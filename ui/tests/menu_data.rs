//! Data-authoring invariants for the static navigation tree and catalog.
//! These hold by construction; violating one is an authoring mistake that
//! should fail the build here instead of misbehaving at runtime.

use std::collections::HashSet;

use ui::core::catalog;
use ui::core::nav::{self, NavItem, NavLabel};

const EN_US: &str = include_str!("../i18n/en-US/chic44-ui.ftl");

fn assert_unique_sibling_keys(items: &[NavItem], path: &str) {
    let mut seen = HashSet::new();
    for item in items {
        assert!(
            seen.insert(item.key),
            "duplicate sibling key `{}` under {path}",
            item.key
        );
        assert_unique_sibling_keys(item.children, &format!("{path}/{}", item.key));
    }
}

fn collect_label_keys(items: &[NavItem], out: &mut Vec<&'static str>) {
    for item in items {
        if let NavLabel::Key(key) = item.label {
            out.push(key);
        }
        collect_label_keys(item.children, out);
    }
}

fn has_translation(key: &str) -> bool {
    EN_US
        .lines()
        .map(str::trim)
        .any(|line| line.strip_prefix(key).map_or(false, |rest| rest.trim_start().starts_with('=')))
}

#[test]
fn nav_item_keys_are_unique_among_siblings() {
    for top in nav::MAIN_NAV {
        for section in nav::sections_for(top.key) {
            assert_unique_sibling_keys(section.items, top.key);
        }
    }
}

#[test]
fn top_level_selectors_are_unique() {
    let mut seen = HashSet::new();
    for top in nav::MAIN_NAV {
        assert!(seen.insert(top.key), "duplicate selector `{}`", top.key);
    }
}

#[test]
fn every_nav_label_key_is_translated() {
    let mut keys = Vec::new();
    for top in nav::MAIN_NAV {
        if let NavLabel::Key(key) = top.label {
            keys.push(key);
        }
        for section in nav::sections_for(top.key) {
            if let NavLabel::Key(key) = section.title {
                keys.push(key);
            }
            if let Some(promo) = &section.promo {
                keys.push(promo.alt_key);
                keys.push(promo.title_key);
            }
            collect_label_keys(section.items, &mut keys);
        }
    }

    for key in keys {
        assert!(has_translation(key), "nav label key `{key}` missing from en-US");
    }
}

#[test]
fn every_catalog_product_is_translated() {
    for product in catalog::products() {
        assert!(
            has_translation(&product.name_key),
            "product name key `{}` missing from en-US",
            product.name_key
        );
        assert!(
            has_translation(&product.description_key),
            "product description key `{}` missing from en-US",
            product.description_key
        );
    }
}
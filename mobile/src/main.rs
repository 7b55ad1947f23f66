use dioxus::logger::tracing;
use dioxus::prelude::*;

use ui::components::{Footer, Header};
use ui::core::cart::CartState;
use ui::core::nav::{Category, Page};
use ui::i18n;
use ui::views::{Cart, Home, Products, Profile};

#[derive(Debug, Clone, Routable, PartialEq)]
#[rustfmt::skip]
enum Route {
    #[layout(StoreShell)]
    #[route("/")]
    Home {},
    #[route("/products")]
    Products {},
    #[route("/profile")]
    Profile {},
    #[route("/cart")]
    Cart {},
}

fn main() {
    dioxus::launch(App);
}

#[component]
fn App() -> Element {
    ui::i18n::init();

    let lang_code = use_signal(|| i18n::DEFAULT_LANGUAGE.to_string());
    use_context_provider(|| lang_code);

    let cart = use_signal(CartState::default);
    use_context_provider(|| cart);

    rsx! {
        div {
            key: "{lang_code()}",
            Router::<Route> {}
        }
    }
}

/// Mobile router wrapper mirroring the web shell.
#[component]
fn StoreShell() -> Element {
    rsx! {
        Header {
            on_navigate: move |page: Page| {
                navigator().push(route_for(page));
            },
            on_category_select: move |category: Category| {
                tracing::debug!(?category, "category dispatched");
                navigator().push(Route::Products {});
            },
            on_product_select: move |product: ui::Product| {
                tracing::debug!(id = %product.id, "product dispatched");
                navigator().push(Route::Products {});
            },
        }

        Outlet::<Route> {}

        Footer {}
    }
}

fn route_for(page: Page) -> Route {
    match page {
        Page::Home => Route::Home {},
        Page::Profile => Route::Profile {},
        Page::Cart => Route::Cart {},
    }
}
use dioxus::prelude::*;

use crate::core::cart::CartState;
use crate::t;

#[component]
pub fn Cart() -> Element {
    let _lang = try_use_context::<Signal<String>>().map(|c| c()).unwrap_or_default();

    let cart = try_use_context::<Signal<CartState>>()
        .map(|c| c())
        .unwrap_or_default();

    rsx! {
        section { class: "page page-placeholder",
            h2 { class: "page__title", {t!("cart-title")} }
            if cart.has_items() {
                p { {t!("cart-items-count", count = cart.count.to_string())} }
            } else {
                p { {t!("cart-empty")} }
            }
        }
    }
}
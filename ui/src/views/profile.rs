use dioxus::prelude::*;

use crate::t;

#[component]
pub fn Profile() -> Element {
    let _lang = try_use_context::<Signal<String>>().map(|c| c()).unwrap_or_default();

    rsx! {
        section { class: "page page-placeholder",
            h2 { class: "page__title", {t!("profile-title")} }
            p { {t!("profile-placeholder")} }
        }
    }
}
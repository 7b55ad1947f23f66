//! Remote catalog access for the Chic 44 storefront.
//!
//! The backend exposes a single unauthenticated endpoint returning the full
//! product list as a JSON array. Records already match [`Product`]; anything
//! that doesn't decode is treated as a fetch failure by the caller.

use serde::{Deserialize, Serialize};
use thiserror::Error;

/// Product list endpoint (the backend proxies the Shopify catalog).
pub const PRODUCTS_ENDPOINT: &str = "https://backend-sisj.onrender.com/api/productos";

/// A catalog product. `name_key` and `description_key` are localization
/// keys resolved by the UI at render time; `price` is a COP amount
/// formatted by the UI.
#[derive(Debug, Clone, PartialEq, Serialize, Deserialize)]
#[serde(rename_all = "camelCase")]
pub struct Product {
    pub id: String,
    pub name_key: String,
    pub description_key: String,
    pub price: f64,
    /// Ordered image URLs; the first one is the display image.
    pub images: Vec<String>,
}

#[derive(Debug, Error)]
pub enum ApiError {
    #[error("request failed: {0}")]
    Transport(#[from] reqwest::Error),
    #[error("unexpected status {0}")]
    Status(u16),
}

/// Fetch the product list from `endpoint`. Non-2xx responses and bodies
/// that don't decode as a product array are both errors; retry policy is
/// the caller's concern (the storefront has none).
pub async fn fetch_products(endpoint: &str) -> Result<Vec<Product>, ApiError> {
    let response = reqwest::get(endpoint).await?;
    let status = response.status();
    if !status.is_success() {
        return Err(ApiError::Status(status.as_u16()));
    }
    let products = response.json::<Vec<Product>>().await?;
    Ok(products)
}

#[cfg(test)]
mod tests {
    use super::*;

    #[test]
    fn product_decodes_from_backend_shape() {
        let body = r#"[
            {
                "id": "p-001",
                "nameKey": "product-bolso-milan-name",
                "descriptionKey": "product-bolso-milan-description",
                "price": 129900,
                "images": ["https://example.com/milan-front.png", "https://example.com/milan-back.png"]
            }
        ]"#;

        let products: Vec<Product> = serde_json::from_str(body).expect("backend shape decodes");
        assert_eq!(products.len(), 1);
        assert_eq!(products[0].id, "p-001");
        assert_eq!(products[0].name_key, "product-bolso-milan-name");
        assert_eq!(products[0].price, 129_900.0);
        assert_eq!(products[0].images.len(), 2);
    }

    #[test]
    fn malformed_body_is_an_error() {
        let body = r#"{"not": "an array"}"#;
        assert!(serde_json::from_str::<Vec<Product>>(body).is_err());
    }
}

==*==

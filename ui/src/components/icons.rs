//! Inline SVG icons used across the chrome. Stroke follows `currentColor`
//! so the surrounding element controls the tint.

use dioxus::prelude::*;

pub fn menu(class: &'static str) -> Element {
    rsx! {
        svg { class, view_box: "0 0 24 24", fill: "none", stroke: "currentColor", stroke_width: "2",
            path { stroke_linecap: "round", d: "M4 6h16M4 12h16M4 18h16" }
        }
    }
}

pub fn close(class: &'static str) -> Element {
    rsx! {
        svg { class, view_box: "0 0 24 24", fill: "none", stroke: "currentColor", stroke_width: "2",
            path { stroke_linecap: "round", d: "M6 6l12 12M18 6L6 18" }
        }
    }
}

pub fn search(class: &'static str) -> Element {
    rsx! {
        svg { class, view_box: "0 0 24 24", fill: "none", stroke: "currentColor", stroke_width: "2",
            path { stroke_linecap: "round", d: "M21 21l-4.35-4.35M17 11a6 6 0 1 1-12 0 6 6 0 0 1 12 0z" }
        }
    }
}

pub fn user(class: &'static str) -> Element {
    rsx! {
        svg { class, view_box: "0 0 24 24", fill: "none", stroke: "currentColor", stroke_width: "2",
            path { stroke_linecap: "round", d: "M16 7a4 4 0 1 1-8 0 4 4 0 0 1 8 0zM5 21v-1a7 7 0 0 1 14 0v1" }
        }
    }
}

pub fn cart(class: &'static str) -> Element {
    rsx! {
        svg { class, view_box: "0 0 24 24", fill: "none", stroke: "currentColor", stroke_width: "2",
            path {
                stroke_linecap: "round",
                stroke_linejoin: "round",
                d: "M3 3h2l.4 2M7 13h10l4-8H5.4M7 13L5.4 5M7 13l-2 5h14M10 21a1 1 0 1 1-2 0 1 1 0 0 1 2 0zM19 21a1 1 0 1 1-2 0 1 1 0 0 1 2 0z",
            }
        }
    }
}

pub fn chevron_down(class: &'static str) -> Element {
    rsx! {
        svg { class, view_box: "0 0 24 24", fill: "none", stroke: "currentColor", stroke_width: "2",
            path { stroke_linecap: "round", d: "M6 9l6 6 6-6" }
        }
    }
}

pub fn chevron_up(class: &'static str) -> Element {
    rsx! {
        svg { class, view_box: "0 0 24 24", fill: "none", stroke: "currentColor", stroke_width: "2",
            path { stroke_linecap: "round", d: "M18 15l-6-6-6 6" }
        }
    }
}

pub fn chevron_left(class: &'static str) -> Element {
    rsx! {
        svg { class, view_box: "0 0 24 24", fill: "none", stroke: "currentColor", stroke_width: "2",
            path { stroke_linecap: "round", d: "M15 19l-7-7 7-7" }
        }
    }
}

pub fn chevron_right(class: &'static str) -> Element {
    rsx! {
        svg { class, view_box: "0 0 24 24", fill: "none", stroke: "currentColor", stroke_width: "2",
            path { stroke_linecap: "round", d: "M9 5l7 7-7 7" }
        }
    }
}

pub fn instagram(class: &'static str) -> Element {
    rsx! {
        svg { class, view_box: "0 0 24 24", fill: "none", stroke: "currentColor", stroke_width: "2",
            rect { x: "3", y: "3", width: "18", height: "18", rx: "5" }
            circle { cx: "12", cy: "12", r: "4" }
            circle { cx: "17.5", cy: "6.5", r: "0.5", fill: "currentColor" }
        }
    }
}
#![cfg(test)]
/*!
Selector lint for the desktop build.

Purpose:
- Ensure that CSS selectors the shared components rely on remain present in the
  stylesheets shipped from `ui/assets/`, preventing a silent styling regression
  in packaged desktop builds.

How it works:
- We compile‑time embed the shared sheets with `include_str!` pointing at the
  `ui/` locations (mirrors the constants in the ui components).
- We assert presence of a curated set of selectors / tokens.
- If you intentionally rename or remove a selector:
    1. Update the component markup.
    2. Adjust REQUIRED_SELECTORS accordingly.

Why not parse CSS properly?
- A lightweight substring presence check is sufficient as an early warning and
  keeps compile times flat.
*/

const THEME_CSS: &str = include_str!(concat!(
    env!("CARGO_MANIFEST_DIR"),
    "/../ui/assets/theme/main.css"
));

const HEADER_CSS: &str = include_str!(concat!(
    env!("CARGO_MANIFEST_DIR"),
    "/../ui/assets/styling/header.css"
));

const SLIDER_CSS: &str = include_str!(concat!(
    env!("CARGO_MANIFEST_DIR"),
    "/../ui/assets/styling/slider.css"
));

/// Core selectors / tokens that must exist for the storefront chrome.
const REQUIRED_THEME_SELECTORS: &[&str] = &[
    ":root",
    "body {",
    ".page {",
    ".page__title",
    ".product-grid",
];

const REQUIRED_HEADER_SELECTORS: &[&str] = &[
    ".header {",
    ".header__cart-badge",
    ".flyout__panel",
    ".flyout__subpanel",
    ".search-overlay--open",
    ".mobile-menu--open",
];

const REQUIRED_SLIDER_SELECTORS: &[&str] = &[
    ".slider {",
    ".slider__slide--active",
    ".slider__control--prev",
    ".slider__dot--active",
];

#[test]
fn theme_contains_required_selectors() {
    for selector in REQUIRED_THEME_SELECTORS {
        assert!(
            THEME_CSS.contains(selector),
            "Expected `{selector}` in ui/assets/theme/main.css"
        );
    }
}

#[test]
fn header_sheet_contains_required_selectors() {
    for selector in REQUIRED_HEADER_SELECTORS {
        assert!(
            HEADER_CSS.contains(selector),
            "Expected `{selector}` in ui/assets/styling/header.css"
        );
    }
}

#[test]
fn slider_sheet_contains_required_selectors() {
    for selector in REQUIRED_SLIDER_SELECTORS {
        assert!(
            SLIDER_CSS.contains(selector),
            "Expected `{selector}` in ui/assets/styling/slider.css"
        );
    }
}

==*==

Supply only the count of lines above holding "open".

2